TASK STATEMENT: Locate every line in the records below that contains the word "RecordExtractor", and copy each one.

[Records from a dataset]
--- START ---

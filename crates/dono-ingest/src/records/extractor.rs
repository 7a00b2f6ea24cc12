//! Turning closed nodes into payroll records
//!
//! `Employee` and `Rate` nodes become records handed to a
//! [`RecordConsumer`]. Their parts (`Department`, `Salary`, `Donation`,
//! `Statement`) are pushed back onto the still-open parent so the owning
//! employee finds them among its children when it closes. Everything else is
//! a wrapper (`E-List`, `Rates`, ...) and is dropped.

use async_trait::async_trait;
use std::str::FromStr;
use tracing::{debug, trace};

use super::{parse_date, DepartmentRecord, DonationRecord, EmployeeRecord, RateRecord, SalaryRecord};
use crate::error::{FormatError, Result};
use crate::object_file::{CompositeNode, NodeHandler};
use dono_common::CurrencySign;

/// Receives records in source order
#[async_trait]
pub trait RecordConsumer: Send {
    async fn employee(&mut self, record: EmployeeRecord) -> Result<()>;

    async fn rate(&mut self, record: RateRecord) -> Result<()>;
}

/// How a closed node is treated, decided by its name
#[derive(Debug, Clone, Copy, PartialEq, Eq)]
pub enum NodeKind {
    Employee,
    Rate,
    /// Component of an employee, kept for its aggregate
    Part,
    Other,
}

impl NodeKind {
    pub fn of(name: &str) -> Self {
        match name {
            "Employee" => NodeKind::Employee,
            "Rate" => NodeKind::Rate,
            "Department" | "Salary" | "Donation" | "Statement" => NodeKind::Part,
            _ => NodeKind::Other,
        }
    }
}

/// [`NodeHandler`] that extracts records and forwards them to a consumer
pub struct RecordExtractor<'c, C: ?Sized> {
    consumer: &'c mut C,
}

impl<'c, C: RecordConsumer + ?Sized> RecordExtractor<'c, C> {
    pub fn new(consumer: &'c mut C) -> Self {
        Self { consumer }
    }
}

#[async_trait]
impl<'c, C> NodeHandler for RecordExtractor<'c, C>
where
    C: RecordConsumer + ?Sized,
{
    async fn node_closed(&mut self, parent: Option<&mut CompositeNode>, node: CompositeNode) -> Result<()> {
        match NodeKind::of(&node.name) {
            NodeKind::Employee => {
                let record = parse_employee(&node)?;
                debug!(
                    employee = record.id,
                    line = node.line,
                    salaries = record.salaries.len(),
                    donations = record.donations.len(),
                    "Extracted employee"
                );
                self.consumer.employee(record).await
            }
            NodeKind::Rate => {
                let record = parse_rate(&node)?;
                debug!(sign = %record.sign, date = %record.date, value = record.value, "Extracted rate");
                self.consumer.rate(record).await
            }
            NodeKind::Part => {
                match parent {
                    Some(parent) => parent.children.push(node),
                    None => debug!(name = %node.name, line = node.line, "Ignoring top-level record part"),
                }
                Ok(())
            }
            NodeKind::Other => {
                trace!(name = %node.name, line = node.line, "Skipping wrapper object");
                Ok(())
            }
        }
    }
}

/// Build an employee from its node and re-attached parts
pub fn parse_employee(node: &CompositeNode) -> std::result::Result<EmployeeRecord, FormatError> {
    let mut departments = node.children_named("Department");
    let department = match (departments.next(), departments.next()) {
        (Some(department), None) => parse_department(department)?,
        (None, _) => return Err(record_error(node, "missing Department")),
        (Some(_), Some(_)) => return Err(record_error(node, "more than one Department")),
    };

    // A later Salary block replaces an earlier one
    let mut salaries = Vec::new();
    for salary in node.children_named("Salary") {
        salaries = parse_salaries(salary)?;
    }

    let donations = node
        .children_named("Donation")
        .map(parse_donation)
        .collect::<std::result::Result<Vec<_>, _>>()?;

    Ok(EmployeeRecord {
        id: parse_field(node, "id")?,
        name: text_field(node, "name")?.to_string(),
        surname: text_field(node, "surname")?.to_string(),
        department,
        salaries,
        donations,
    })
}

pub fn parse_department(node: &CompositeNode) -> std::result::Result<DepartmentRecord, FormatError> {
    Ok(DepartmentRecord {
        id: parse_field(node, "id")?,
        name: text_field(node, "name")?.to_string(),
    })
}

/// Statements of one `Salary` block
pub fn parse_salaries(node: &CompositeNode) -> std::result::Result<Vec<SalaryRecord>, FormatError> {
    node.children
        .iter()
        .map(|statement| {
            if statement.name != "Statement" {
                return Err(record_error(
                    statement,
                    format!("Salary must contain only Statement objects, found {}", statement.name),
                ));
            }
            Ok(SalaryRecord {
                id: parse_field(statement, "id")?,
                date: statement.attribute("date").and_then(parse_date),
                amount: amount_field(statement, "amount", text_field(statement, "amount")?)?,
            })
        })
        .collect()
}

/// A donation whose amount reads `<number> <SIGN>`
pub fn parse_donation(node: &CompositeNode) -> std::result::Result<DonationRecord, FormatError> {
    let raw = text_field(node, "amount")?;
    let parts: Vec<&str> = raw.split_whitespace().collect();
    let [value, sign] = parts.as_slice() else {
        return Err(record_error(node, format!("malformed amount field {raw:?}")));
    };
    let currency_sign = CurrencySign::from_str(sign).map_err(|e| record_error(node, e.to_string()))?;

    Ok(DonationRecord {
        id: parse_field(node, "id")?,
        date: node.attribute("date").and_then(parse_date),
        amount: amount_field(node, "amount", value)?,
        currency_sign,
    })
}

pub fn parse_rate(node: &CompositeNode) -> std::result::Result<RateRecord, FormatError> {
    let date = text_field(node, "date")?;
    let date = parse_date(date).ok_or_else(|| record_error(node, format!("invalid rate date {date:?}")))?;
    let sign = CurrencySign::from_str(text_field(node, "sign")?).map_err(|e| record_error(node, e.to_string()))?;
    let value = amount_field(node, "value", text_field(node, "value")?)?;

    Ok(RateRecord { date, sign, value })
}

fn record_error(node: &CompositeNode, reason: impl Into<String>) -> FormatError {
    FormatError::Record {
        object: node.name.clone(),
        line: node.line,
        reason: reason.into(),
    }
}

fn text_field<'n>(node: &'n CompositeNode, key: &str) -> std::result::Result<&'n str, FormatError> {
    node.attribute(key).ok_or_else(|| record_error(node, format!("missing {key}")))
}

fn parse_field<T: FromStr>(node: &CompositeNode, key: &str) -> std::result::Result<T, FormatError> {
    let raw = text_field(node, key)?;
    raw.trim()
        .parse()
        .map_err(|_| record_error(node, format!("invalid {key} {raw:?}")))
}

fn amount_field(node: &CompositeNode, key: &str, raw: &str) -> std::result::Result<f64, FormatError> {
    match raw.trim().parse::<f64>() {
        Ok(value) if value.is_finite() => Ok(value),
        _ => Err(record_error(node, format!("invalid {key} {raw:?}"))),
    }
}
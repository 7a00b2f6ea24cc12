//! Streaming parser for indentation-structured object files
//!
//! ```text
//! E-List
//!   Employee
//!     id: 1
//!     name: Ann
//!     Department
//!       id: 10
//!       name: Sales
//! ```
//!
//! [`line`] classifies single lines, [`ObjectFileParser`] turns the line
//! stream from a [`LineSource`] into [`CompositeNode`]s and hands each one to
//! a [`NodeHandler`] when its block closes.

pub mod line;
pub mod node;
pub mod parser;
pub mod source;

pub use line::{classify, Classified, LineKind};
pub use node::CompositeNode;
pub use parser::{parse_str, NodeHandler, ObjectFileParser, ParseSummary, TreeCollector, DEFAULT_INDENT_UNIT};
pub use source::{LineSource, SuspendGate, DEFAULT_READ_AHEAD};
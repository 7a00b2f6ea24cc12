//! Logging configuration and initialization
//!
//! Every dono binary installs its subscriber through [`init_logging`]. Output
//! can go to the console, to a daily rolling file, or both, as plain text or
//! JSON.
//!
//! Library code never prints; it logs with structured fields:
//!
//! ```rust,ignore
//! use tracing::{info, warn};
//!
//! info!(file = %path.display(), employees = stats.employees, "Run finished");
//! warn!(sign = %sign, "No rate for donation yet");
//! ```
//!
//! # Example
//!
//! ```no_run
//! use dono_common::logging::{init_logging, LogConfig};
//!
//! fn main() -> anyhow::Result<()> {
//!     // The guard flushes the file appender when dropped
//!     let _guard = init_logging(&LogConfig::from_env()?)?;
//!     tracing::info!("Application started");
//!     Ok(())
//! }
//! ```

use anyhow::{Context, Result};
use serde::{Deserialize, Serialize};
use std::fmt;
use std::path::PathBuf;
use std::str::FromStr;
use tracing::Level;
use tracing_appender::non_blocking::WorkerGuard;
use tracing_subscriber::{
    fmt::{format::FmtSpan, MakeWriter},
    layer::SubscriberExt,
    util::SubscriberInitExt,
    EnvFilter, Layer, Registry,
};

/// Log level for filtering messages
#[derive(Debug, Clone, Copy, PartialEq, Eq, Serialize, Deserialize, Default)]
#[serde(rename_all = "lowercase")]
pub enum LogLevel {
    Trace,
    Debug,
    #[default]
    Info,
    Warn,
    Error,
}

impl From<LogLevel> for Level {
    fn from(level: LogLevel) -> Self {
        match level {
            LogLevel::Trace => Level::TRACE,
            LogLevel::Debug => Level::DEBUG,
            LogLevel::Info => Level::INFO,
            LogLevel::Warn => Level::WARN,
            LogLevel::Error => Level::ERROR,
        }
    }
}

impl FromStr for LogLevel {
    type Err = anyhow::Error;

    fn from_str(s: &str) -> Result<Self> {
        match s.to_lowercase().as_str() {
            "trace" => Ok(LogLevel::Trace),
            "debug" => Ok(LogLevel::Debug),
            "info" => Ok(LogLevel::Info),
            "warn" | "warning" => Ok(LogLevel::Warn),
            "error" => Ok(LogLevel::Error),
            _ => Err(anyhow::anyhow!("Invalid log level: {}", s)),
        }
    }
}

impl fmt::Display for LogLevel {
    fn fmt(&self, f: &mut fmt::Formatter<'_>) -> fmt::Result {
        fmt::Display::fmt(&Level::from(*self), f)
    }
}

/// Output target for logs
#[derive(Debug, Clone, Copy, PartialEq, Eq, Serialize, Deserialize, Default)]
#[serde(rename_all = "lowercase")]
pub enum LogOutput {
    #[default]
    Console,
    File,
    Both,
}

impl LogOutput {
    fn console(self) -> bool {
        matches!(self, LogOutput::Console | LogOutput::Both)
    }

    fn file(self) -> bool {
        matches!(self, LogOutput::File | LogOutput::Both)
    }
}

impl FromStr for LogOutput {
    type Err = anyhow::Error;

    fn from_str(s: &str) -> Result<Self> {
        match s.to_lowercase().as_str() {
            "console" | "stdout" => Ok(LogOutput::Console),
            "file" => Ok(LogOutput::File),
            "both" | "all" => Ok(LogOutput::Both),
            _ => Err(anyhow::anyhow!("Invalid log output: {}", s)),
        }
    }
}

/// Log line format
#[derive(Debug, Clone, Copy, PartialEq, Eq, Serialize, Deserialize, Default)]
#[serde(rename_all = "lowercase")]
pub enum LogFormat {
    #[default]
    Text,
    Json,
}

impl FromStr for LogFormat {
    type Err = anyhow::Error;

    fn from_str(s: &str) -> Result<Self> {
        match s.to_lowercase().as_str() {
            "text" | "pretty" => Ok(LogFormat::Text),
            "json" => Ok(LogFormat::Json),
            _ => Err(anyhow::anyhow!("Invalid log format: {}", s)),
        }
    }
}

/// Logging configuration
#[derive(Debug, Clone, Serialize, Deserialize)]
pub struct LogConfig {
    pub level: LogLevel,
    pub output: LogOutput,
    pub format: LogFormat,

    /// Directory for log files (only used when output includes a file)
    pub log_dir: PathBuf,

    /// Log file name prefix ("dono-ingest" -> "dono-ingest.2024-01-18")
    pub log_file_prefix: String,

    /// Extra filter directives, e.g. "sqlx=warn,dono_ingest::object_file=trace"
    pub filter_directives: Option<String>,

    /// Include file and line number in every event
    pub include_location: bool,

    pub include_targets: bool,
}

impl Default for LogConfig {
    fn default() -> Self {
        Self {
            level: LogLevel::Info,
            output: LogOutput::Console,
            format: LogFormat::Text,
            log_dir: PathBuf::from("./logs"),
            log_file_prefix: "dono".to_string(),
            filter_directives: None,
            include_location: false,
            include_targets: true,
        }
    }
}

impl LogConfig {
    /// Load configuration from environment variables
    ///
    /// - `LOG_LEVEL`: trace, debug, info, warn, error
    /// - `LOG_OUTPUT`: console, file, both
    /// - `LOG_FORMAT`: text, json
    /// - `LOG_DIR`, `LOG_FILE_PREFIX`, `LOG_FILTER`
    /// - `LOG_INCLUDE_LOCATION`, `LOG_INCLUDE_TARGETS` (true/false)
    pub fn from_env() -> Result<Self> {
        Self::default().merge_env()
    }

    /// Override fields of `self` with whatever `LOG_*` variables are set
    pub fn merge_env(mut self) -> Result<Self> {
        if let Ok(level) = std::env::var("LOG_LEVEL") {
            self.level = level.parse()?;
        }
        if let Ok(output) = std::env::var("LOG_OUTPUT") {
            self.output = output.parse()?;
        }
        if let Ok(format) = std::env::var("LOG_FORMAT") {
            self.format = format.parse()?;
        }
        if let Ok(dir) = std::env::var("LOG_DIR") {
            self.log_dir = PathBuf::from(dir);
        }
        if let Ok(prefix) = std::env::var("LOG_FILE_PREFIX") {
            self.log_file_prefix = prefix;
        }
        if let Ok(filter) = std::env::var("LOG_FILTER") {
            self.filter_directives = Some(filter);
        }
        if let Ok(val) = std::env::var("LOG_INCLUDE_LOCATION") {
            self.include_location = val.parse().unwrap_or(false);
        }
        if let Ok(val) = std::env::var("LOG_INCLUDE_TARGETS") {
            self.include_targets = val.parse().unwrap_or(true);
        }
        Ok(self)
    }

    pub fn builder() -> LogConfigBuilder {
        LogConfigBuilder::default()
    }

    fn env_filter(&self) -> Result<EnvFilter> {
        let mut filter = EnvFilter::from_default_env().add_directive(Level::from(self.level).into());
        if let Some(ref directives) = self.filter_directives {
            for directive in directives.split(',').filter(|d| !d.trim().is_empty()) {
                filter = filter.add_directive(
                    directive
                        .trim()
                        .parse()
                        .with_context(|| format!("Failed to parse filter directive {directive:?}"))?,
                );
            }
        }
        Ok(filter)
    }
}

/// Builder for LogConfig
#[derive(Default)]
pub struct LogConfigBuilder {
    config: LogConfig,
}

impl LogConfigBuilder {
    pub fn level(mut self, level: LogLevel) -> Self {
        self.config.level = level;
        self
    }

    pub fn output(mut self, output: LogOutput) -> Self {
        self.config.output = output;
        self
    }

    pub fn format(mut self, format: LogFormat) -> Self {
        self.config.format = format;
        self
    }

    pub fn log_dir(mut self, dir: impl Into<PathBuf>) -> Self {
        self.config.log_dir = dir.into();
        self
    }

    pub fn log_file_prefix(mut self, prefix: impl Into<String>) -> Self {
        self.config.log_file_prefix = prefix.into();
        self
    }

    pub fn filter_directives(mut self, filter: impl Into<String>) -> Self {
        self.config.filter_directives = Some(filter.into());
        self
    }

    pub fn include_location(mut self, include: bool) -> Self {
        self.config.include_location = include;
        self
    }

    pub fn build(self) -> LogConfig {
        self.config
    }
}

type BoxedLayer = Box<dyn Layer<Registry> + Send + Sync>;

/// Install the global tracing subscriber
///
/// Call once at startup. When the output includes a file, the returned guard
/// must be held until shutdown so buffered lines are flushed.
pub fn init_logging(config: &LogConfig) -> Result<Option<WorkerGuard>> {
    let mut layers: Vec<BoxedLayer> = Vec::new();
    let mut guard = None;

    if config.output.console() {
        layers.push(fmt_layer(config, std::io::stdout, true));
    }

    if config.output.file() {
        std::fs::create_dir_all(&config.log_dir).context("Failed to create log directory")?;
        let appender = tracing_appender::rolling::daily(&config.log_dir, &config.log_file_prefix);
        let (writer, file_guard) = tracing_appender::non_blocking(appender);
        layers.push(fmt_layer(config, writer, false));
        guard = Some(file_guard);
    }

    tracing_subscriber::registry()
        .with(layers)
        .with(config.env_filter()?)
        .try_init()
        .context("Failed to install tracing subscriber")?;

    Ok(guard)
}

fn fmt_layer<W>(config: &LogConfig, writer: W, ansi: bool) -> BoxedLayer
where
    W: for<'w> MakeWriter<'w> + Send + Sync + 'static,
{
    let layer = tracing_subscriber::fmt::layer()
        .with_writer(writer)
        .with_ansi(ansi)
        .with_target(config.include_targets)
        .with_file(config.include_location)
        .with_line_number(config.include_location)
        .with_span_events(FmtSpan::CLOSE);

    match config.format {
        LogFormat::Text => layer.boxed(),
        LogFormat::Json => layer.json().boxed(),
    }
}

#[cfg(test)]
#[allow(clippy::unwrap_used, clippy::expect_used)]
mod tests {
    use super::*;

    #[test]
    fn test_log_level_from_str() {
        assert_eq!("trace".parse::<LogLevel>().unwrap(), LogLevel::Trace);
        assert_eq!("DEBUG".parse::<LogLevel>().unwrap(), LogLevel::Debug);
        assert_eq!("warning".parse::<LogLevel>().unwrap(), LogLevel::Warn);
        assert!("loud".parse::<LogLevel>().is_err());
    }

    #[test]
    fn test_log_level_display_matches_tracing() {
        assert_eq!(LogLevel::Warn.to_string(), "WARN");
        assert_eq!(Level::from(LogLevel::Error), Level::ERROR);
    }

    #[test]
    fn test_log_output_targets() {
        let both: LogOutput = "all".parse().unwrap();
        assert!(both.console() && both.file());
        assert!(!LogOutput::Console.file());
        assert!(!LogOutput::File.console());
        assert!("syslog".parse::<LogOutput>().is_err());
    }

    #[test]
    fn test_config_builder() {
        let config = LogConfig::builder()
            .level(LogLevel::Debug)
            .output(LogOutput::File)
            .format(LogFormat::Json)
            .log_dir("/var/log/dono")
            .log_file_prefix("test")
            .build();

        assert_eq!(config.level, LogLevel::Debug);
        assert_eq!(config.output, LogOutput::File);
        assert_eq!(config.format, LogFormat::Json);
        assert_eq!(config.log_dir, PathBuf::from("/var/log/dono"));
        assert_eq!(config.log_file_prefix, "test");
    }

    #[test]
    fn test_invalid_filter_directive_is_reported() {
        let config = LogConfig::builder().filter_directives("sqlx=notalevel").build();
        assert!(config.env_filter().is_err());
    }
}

--- END ---

ANSWER:
pub struct RecordExtractor<'c, C: ?Sized> {
impl<'c, C: RecordConsumer + ?Sized> RecordExtractor<'c, C> {
impl<'c, C> NodeHandler for RecordExtractor<'c, C>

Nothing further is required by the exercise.